Investitionen nicht tragbar.

Die Probleme der Bio-Schweinehaltung fangen schon bei den Ferkelerzeugern an. Sie müssen ihre Tiere nach den Richtlinien der EU-Öko-Verordnung aufziehen, die hohe Auflagen und Kosten mit sich bringt. So ist zum Beispiel Bio-Futter doppelt so teuer wie konventionelles. Hinzu kommt das geringere Leistungsniveau. Bio-Sauenhalter rechnen nur mit durchschnittlich 18 aufgezogenen Ferkeln pro Sau – sechs weniger als bei konventionellen Sauen.
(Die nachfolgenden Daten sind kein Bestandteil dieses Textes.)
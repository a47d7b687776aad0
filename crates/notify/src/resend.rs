//! Resend client for email delivery

use std::time::Duration;

use reqwest::Client;
use serde::Serialize;

use crate::NotifyError;

/// Resend configuration
#[derive(Debug, Clone)]
pub struct ResendConfig {
    pub api_key: String,
    /// API endpoint (for testing or proxy)
    pub endpoint: String,
    pub timeout: Duration,
}

impl ResendConfig {
    pub fn new(api_key: impl Into<String>) -> Self {
        Self {
            api_key: api_key.into(),
            endpoint: "https://api.resend.com".to_string(),
            timeout: Duration::from_secs(10),
        }
    }
}

#[derive(Debug, Serialize)]
struct EmailRequest<'a> {
    from: &'a str,
    to: &'a str,
    subject: &'a str,
    html: &'a str,
}

/// Minimal Resend REST client
#[derive(Clone)]
pub struct ResendMailer {
    client: Client,
    config: ResendConfig,
}

impl ResendMailer {
    pub fn new(config: ResendConfig) -> Result<Self, NotifyError> {
        if config.api_key.is_empty() {
            return Err(NotifyError::Configuration(
                "Resend API key is required".to_string(),
            ));
        }

        let client = Client::builder()
            .timeout(config.timeout)
            .build()
            .map_err(|e| NotifyError::Configuration(e.to_string()))?;

        Ok(Self { client, config })
    }

    /// Send an HTML email.
    pub async fn send(
        &self,
        from: &str,
        to: &str,
        subject: &str,
        html: &str,
    ) -> Result<(), NotifyError> {
        let request = EmailRequest {
            from,
            to,
            subject,
            html,
        };

        let response = self
            .client
            .post(format!("{}/emails", self.config.endpoint))
            .header("Authorization", format!("Bearer {}", self.config.api_key))
            .json(&request)
            .send()
            .await
            .map_err(|e| NotifyError::Transport(e.to_string()))?;

        let status = response.status();
        if !status.is_success() {
            let body = response.text().await.unwrap_or_default();
            return Err(NotifyError::Provider(format!("HTTP {}: {}", status, body)));
        }

        tracing::info!(to = %to, subject = %subject, "Email sent via Resend");
        Ok(())
    }
}
//! Qualification classification
//!
//! Maps a profile to its qualification stage. Decision order matters: the
//! contact-first rule is checked before the full-field rule, and either
//! qualifies. NEEDS_REVIEW is never produced here; the workflow flags it
//! from stagnation (see workflow module).

use lead_agent_core::{LeadProfile, QualificationStatus};

/// Classifies a profile into a qualification stage.
#[derive(Debug, Clone, Copy, Default)]
pub struct QualificationClassifier;

impl QualificationClassifier {
    pub fn new() -> Self {
        Self
    }

    pub fn classify(&self, profile: &LeadProfile) -> QualificationStatus {
        // Name + phone plus any concrete interest is enough for the sales
        // team to act on.
        let has_contact = profile.has_contact();
        let has_interest = profile.property_type.is_some() || profile.budget_range.is_some();

        if has_contact && has_interest {
            return QualificationStatus::Qualified;
        }

        // Full requirements captured and at least one contact channel known.
        let all_core = profile.filled_core_count() == 5;
        let any_channel = profile.contact_fields().iter().any(|f| f.is_some());

        if all_core && any_channel {
            return QualificationStatus::Qualified;
        }

        if profile.filled_core_count() > 0 || has_contact {
            return QualificationStatus::Discovery;
        }

        QualificationStatus::Initial
    }
}
//! Prompt construction for the qualification specialist persona

use serde::{Deserialize, Serialize};

use lead_agent_core::{ConversationState, LeadProfile, MessageRole};

/// Role in an LLM message
#[derive(Debug, Clone, Copy, PartialEq, Eq, Serialize, Deserialize)]
#[serde(rename_all = "lowercase")]
pub enum Role {
    System,
    User,
    Assistant,
}

impl Role {
    pub fn as_str(&self) -> &'static str {
        match self {
            Role::System => "system",
            Role::User => "user",
            Role::Assistant => "assistant",
        }
    }
}

/// A message in an LLM request
#[derive(Debug, Clone, Serialize, Deserialize)]
pub struct Message {
    pub role: Role,
    pub content: String,
}

impl Message {
    pub fn system(content: impl Into<String>) -> Self {
        Self {
            role: Role::System,
            content: content.into(),
        }
    }

    pub fn user(content: impl Into<String>) -> Self {
        Self {
            role: Role::User,
            content: content.into(),
        }
    }

    pub fn assistant(content: impl Into<String>) -> Self {
        Self {
            role: Role::Assistant,
            content: content.into(),
        }
    }
}

/// Builds the system prompt and message history for a turn.
#[derive(Debug, Clone, Default)]
pub struct PromptBuilder {
    /// Brand name inserted into the persona prompt
    pub company_name: String,
}

impl PromptBuilder {
    pub fn new(company_name: impl Into<String>) -> Self {
        Self {
            company_name: company_name.into(),
        }
    }

    /// Full message list for one turn: system prompt, prior history, then the
    /// current user message.
    pub fn build(&self, state: &ConversationState, user_message: &str) -> Vec<Message> {
        let mut messages = Vec::with_capacity(state.messages.len() + 2);
        messages.push(Message::system(
            self.system_prompt(&state.profile, &state.language),
        ));

        for msg in &state.messages {
            messages.push(match msg.role {
                MessageRole::User => Message::user(msg.content.clone()),
                MessageRole::Assistant => Message::assistant(msg.content.clone()),
            });
        }

        messages.push(Message::user(user_message));
        messages
    }

    /// Persona prompt with the current profile state appended so the model
    /// knows which fields are still missing.
    pub fn system_prompt(&self, profile: &LeadProfile, language: &str) -> String {
        let company = if self.company_name.is_empty() {
            "the agency"
        } else {
            &self.company_name
        };

        let base = format!(
            "You are a highly professional, polite, and data-driven Real Estate \
             Lead Qualification Specialist, representing **{company}**.\n\
             You focus exclusively on **SALES** transactions (not leasing).\n\n\
             Your goal is to QUALIFY the user by collecting these five mandatory fields:\n\n\
             1. Investment Type - Off-plan or Ready/Secondary\n\
             2. Budget - Specific range (including currency, e.g., $500k-$1M)\n\
             3. Property Type - Apartment, Villa, Townhouse, or Land\n\
             4. Bedrooms - Studio, 1, 2, 3+\n\
             5. Target Location - Specific area or neighborhood\n\n\
             **Rules of Engagement**\n\
             1. **IMPORTANT**: You MUST reply in the requested language: **{language}**.\n\
             2. **BREVITY**: Keep responses SHORT, CRISP, and CONCISE. Max 2 sentences \
             where possible. Avoid fluff.\n\
             3. If user asks about rentals or unrelated topics, politely redirect to \
             finding a home/investment for sale.\n\
             4. Ask for one missing field at a time.\n\
             5. After each answer, confirm briefly and move to the next missing field.\n\
             6. When all five are filled, mark lead as QUALIFIED and end with a summary.",
        );

        let profile_state = format!(
            "Current Lead Profile State:\n\
             - Investment Type: {}\n\
             - Budget: {}\n\
             - Property Type: {}\n\
             - Bedrooms: {}\n\
             - Location: {}\n\
             - Language Preference: {}",
            profile.investment_type.as_deref().unwrap_or("Unknown"),
            profile.budget_range.as_deref().unwrap_or("Unknown"),
            profile.property_type.as_deref().unwrap_or("Unknown"),
            profile.bedrooms.as_deref().unwrap_or("Unknown"),
            profile.target_location.as_deref().unwrap_or("Unknown"),
            language,
        );

        format!("{}\n\n{}", base, profile_state)
    }
}

#[cfg(test)]
mod tests {
    use super::*;
    use lead_agent_core::ConversationState;

    #[test]
    fn test_system_prompt_reflects_profile() {
        let builder = PromptBuilder::new("Everest View Property");
        let mut profile = LeadProfile::default();
        profile.property_type = Some("Villa".to_string());

        let prompt = builder.system_prompt(&profile, "en");
        assert!(prompt.contains("Everest View Property"));
        assert!(prompt.contains("- Property Type: Villa"));
        assert!(prompt.contains("- Budget: Unknown"));
        assert!(prompt.contains("requested language: **en**"));
    }

    #[test]
    fn test_build_orders_history_before_current_message() {
        let builder = PromptBuilder::new("Everest View Property");
        let mut state = ConversationState::new("s1", "u1");
        state.push_user("hi");
        state.push_assistant("hello, how can I help?");

        let messages = builder.build(&state, "looking for a villa");
        assert_eq!(messages.len(), 4);
        assert_eq!(messages[0].role, Role::System);
        assert_eq!(messages[1].role, Role::User);
        assert_eq!(messages[2].role, Role::Assistant);
        assert_eq!(messages[3].role, Role::User);
        assert_eq!(messages[3].content, "looking for a villa");
    }
}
Um derzeit kostendeckend wirtschaften zu können, muss ein 28-kg-Ferkel mindestens 125 € einbringen, wie Michael Dreyer vom Aktionsbündnis Bioschweinehalter Deutschland (ABD) betont. Diesen Preis erzielt jedoch längst nicht jeder. Die Spanne reicht von 100 € bis 130 €, zu wenig für viele Betriebe. Da verwundert es nicht, dass kaum neue Betriebe auf die ökologische Ferkelerzeugung umsatteln oder bereits umgestellte Betriebe aus der Bio-Schweinehaltung aussteigen bzw. sogar ganz rückumstellen. Bio-Ferkel sind daher rar. Trotzdem steigen die Preise nicht, weil es um die Wirtschaftlichkeit in der Mast nicht viel besser bestellt ist und die Nachfrage nach Ferkeln verhalten ist.


Laut Christian Wucherpfennig, Ökolandbauexperte der Landwirtschaftskammer Nordrhein-Westfalen, können Mäster derzeit mit Erlösen von rund 300 €/Mastschwein rechnen (alle Werte netto). Zieht man davon Futterkosten im Wert von rund 140 € ab, 115 € für das 28-kg-Bio-Ferkel und weitere 20 € für variable Kosten wie beispielsweise für Tierarzt, Strom, Wasser oder Transport, bleiben etwa 25 € Direktkostenfreie Leistung. Damit sind die sonstigen Gebäude- und Festkosten weitgehend gedeckt, aber es verbleibt kaum noch etwas für die Entlohnung der eigenen Arbeitskraft. Kalkuliert man mit einem Stallneubau (ca. 700 €/Platz, ca. 13 €/Mastschwein), erhöhen sich die Gebäudekosten deutlich und eine Deckung der Aufwendungen rückt in weite Ferne (s. Übersicht 2). Verständlich also, dass es für viele günstiger ist, das Getreide teuer zu verkaufen, statt es zu verfüttern und zusätzlich in neue Ställe zu investieren.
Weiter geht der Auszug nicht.